Problem statement: Return all lines of the data in which the string "unknown" occurs.

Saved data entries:
■ ■ ■ ■ ■ ■ ■
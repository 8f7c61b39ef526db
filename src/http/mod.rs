//! HTTP plumbing towards the adapter and wallet services.
//!
//! # Data Flow
//! ```text
//! action flow ──▶ client.rs (reqwest send) ──▶ response.rs check_status
//!                                                  ├─ 2xx  → parsed JSON
//!                                                  ├─ !2xx → Api error
//!                                                  └─ junk → Internal error
//! ```

pub mod client;
pub mod response;

pub use client::ServiceClient;
pub use response::{check_status, ResultInfo, ServiceResponse};
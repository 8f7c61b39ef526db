//! Configuration management subsystem.
//!
//! # Data Flow
//! ```text
//! config file (TOML)
//!     → loader.rs (parse & deserialize)
//!     → validation.rs (semantic checks)
//!     → HancockConfig (validated, immutable)
//!     → shared via Arc to every client, dispatcher and subscription
//! ```
//!
//! # Design Decisions
//! - Config is immutable once loaded; callers build a new client to change it
//! - All fields have defaults to allow minimal configs
//! - Validation separates syntactic (serde) from semantic checks

pub mod loader;
pub mod schema;
pub mod validation;

pub use loader::{load_config, load_config_or_default, ConfigError};
pub use schema::{
    fill_template, AdapterConfig, BrokerConfig, HancockConfig, LogFormat, ObservabilityConfig,
    WalletConfig, ADDRESS_OR_ALIAS_PLACEHOLDER, ADDRESS_PLACEHOLDER, CONSUMER_PLACEHOLDER,
    DLT_PLACEHOLDER, SENDER_PLACEHOLDER, STATUS_PLACEHOLDER,
};
pub use validation::{validate_config, ValidationError};
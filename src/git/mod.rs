//! Git access abstraction layer
//!
//! The pipeline only talks to git through three small traits, one per
//! question it needs answered:
//!
//! - [CurrentCommitResolver]: which commit are we versioning?
//! - [ReleaseResolver]: what was the last release reachable from it?
//! - [CommitSetProvider]: which commits happened in between?
//!
//! Two implementations are provided:
//!
//! - [repository::Git2Repository]: reads a real repository through `git2`
//! - [mock::MockRepository]: an in-memory linear history for tests
//!
//! ```rust
//! # use semantic_version::git::{CommitSetProvider, CurrentCommitResolver, ReleaseResolver};
//! # use semantic_version::formatter::TagFormatter;
//! # fn example<R>(repo: &R) -> semantic_version::Result<()>
//! # where R: CurrentCommitResolver + ReleaseResolver + CommitSetProvider {
//! let tags = TagFormatter::new("v", "")?;
//! let head = repo.resolve()?;
//! let release = repo.resolve_release(&head, &tags)?;
//! let commits = repo.commits_between(release.hash.as_deref(), &head)?;
//! # Ok(())
//! # }
//! ```

pub mod mock;
pub mod repository;

pub use mock::MockRepository;
pub use repository::Git2Repository;

use crate::domain::{CommitSet, LastRelease};
use crate::error::Result;
use crate::formatter::TagFormatter;

/// Resolves the commit the version is computed for
pub trait CurrentCommitResolver {
    /// Whether the repository has no commits at all
    fn is_empty_repo(&self) -> Result<bool>;

    /// Full hash of the current commit
    fn resolve(&self) -> Result<String>;
}

/// Finds the last release reachable from a commit
pub trait ReleaseResolver {
    /// Walk back from `current_commit` to the nearest commit carrying a tag
    /// that `tags` accepts.
    ///
    /// Returns [LastRelease::none] when no such tag exists. Only failures of
    /// the underlying repository are reported as errors.
    fn resolve_release(&self, current_commit: &str, tags: &TagFormatter) -> Result<LastRelease>;
}

/// Lists the commits between two points in history
pub trait CommitSetProvider {
    /// Commits reachable from `until` but not from `since`, newest first.
    ///
    /// `since == None` means "from the root of history".
    fn commits_between(&self, since: Option<&str>, until: &str) -> Result<CommitSet>;
}
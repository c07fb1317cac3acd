use crate::error::{Result, SemanticVersionError};
use serde::Serialize;
use std::fmt;

/// Semantic version triple
#[derive(Debug, Clone, Copy, Default, PartialEq, Eq, PartialOrd, Ord, Hash, Serialize)]
pub struct Version {
    pub major: u64,
    pub minor: u64,
    pub patch: u64,
}

impl Version {
    /// Create a new version
    pub fn new(major: u64, minor: u64, patch: u64) -> Self {
        Version {
            major,
            minor,
            patch,
        }
    }

    pub fn is_zero(&self) -> bool {
        *self == Version::default()
    }

    /// Apply one bump of the given kind.
    ///
    /// In prerelease mode a `0.x.y` version never reaches `1.0.0`: major bumps
    /// are demoted to minor and minor bumps to patch.
    ///
    /// # Errors
    /// Returns a version error if the bumped part is already `u64::MAX`.
    pub fn bump(&self, kind: VersionBumpKind, prerelease: bool) -> Result<Self> {
        let kind = if prerelease && self.major == 0 {
            match kind {
                VersionBumpKind::Major => VersionBumpKind::Minor,
                VersionBumpKind::Minor => VersionBumpKind::Patch,
                other => other,
            }
        } else {
            kind
        };

        Ok(match kind {
            VersionBumpKind::Major => Version::new(increment(self, "major", self.major)?, 0, 0),
            VersionBumpKind::Minor => {
                Version::new(self.major, increment(self, "minor", self.minor)?, 0)
            }
            VersionBumpKind::Patch => {
                Version::new(self.major, self.minor, increment(self, "patch", self.patch)?)
            }
            VersionBumpKind::None => *self,
        })
    }
}

fn increment(version: &Version, part: &str, value: u64) -> Result<u64> {
    value.checked_add(1).ok_or_else(|| {
        SemanticVersionError::version(format!("cannot bump {} of {}", part, version))
    })
}

impl fmt::Display for Version {
    fn fmt(&self, f: &mut fmt::Formatter<'_>) -> fmt::Result {
        write!(f, "{}.{}.{}", self.major, self.minor, self.patch)
    }
}

impl From<semver::Version> for Version {
    fn from(v: semver::Version) -> Self {
        Version::new(v.major, v.minor, v.patch)
    }
}

/// Severity of a version change, ordered so that `Major` is highest
#[derive(Debug, Clone, Copy, Default, PartialEq, Eq, PartialOrd, Ord, Hash, Serialize)]
#[serde(rename_all = "lowercase")]
pub enum VersionBumpKind {
    #[default]
    None,
    Patch,
    Minor,
    Major,
}

impl VersionBumpKind {
    pub fn as_str(&self) -> &'static str {
        match self {
            VersionBumpKind::None => "none",
            VersionBumpKind::Patch => "patch",
            VersionBumpKind::Minor => "minor",
            VersionBumpKind::Major => "major",
        }
    }
}

impl fmt::Display for VersionBumpKind {
    fn fmt(&self, f: &mut fmt::Formatter<'_>) -> fmt::Result {
        f.write_str(self.as_str())
    }
}

/// Outcome of classifying a commit set against the last release
#[derive(Debug, Clone, Copy, PartialEq, Eq, Serialize)]
pub struct VersionClassification {
    pub kind: VersionBumpKind,
    /// Commits since the last point that moved the version
    pub increment: u64,
    pub changed: bool,
    pub major: u64,
    pub minor: u64,
    pub patch: u64,
}

impl VersionClassification {
    /// A classification that leaves `version` untouched
    pub fn unchanged(version: Version) -> Self {
        VersionClassification {
            kind: VersionBumpKind::None,
            increment: 0,
            changed: false,
            major: version.major,
            minor: version.minor,
            patch: version.patch,
        }
    }

    pub fn version(&self) -> Version {
        Version::new(self.major, self.minor, self.patch)
    }
}
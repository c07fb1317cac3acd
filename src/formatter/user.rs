use crate::domain::UserInfo;
use crate::error::{Result, SemanticVersionError};
use serde_json::json;

/// Renders an author roster for the CI output
#[derive(Debug, Clone, Copy, PartialEq, Eq)]
pub enum UserFormatter {
    /// `Name <email>, Other <other@x>`
    Csv,
    /// `[{"name":..,"email":..,"commits":..}]`
    Json,
}

impl UserFormatter {
    /// Select a formatter from its configured name
    pub fn from_type(format_type: &str) -> Result<Self> {
        match format_type {
            "csv" => Ok(UserFormatter::Csv),
            "json" => Ok(UserFormatter::Json),
            other => Err(SemanticVersionError::config(format!(
                "unknown user format type '{}'",
                other
            ))),
        }
    }

    /// Format `users` under `label` (e.g. "author")
    pub fn format(&self, label: &str, users: &[UserInfo]) -> Result<String> {
        match self {
            UserFormatter::Csv => Ok(users
                .iter()
                .map(|u| format!("{} <{}>", u.name, u.email))
                .collect::<Vec<_>>()
                .join(", ")),
            UserFormatter::Json => {
                let entries: Vec<_> = users
                    .iter()
                    .map(|u| {
                        json!({
                            "name": u.name,
                            "email": u.email,
                            "commits": u.commits,
                            "role": label,
                        })
                    })
                    .collect();
                Ok(serde_json::to_string(&entries)?)
            }
        }
    }
}
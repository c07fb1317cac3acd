//! Commit message matchers used by the classifiers.
//!
//! A pattern written as `/expr/` is compiled as a regular expression; anything
//! else matches as a plain substring. Regex flags use the JavaScript letters
//! the CI inputs have always accepted.

use crate::domain::Commit;
use crate::error::{Result, SemanticVersionError};
use regex::{Regex, RegexBuilder};

#[derive(Debug, Clone)]
enum Matcher {
    Always,
    Substring(String),
    Regex(Regex),
}

/// Predicate over a commit's subject (and optionally its body)
#[derive(Debug, Clone)]
pub struct CommitMatcher {
    matcher: Matcher,
    search_body: bool,
}

impl CommitMatcher {
    /// Parse a pattern with its flags.
    ///
    /// # Errors
    /// Returns a pattern error when a `/regex/` does not compile or uses an
    /// unknown flag.
    pub fn parse(pattern: &str, flags: &str, search_body: bool) -> Result<Self> {
        let matcher = match regex_body(pattern) {
            Some(expr) => Matcher::Regex(build_regex(expr, flags)?),
            None => Matcher::Substring(pattern.to_string()),
        };
        Ok(CommitMatcher {
            matcher,
            search_body,
        })
    }

    /// A matcher that accepts every commit
    pub fn always() -> Self {
        CommitMatcher {
            matcher: Matcher::Always,
            search_body: false,
        }
    }

    pub fn matches(&self, commit: &Commit) -> bool {
        if let Matcher::Always = self.matcher {
            return true;
        }
        if self.search_body {
            self.matches_text(&commit.full_message())
        } else {
            self.matches_text(&commit.message)
        }
    }

    fn matches_text(&self, text: &str) -> bool {
        match &self.matcher {
            Matcher::Always => true,
            Matcher::Substring(needle) => text.contains(needle.as_str()),
            Matcher::Regex(re) => re.is_match(text),
        }
    }
}

fn regex_body(pattern: &str) -> Option<&str> {
    if pattern.len() >= 2 && pattern.starts_with('/') && pattern.ends_with('/') {
        Some(&pattern[1..pattern.len() - 1])
    } else {
        None
    }
}

fn build_regex(expr: &str, flags: &str) -> Result<Regex> {
    let mut builder = RegexBuilder::new(expr);
    for flag in flags.chars() {
        match flag {
            'i' => {
                builder.case_insensitive(true);
            }
            'm' => {
                builder.multi_line(true);
            }
            's' => {
                builder.dot_matches_new_line(true);
            }
            // global, unicode and sticky have no meaning for a single test
            'g' | 'u' | 'y' => {}
            other => {
                return Err(SemanticVersionError::pattern(format!(
                    "unsupported regex flag '{}' for /{}/",
                    other, expr
                )))
            }
        }
    }
    builder
        .build()
        .map_err(|e| SemanticVersionError::pattern(format!("/{}/: {}", expr, e)))
}
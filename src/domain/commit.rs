use serde::Serialize;

/// A single commit as seen by the classifier
#[derive(Debug, Clone, PartialEq, Eq, Serialize)]
pub struct Commit {
    /// Full commit hash
    pub hash: String,
    /// Subject line of the commit message
    pub message: String,
    /// Everything after the subject line, trimmed
    pub body: String,
    pub author: String,
    pub author_email: String,
}

impl Commit {
    /// Build a commit from a raw message, splitting it into subject and body
    pub fn from_raw(
        hash: impl Into<String>,
        raw_message: &str,
        author: impl Into<String>,
        author_email: impl Into<String>,
    ) -> Self {
        let (message, body) = split_message(raw_message);
        Commit {
            hash: hash.into(),
            message,
            body,
            author: author.into(),
            author_email: author_email.into(),
        }
    }

    /// Subject and body joined back together, used when body search is enabled
    pub fn full_message(&self) -> String {
        if self.body.is_empty() {
            self.message.clone()
        } else {
            format!("{}\n{}", self.message, self.body)
        }
    }
}

fn split_message(raw: &str) -> (String, String) {
    let raw = raw.trim();
    match raw.split_once('\n') {
        Some((subject, body)) => (subject.trim().to_string(), body.trim().to_string()),
        None => (raw.to_string(), String::new()),
    }
}

/// Commits between the last release and the current commit.
///
/// Ordered newest first, the way history walks deliver them.
#[derive(Debug, Clone, Default, PartialEq, Eq)]
pub struct CommitSet {
    pub commits: Vec<Commit>,
}

impl CommitSet {
    pub fn new(commits: Vec<Commit>) -> Self {
        CommitSet { commits }
    }

    pub fn is_empty(&self) -> bool {
        self.commits.is_empty()
    }

    pub fn len(&self) -> usize {
        self.commits.len()
    }

    /// Iterate from the oldest commit to the newest
    pub fn oldest_first(&self) -> impl Iterator<Item = &Commit> {
        self.commits.iter().rev()
    }
}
■ ■ ■ ■ ■ ■ ■
Response to this exercise:
                "unknown user format type '{}'",
    /// unknown flag.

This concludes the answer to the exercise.